__Exercise directions__
Please write out each entry below exactly as it appears.

__Exercise materials__
····················

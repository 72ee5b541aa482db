//! IPv4 address packing helpers shared by the codec and the engine.

use std::net::Ipv4Addr;

use crate::error::DcpError;

pub fn pack_ipv4(addr: Ipv4Addr) -> [u8; 4] {
    addr.octets()
}

/// Render up to 4 bytes as dotted-decimal; returns an empty string if
/// fewer than 4 bytes are available (spec: "possibly empty" IP fields).
pub fn format_ipv4(bytes: &[u8]) -> String {
    match bytes {
        [a, b, c, d, ..] => format!("{a}.{b}.{c}.{d}"),
        _ => String::new(),
    }
}

pub fn parse_ipv4(s: &str) -> Result<Ipv4Addr, DcpError> {
    s.parse()
        .map_err(|_| DcpError::Argument(format!("malformed ipv4 address: {s}")))
}

/// `^[a-z][a-zA-Z0-9\-.]*$` — a DNS-like station name (spec §4.4, P7).
pub fn is_valid_station_name(name: &str) -> bool {
    let mut chars = name.chars();
    match chars.next() {
        Some(c) if c.is_ascii_lowercase() => {}
        _ => return false,
    }
    chars.all(|c| c.is_ascii_alphanumeric() || c == '-' || c == '.')
}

····················

__Your solution__
repository 72ee5b541aa482db
//! IPv4 address packing helpers shared by the codec and the engine.

use std::net::Ipv4Addr;

use crate::error::DcpError;

pub fn pack_ipv4(addr: Ipv4Addr) -> [u8; 4] {
    addr.octets()
}

/// Render up to 4 bytes as dotted-decimal; returns an empty string if
/// fewer than 4 bytes are available (spec: "possibly empty" IP fields).
pub fn format_ipv4(bytes: &[u8]) -> String {
    match bytes {
        [a, b, c, d, ..] => format!("{a}.{b}.{c}.{d}"),
        _ => String::new(),
    }
}

pub fn parse_ipv4(s: &str) -> Result<Ipv4Addr, DcpError> {
    s.parse()
        .map_err(|_| DcpError::Argument(format!("malformed ipv4 address: {s}")))
}

/// `^[a-z][a-zA-Z0-9\-.]*$` — a DNS-like station name (spec §4.4, P7).
pub fn is_valid_station_name(name: &str) -> bool {
    let mut chars = name.chars();
    match chars.next() {
        Some(c) if c.is_ascii_lowercase() => {}
        _ => return false,
    }
    chars.all(|c| c.is_ascii_alphanumeric() || c == '-' || c == '.')
}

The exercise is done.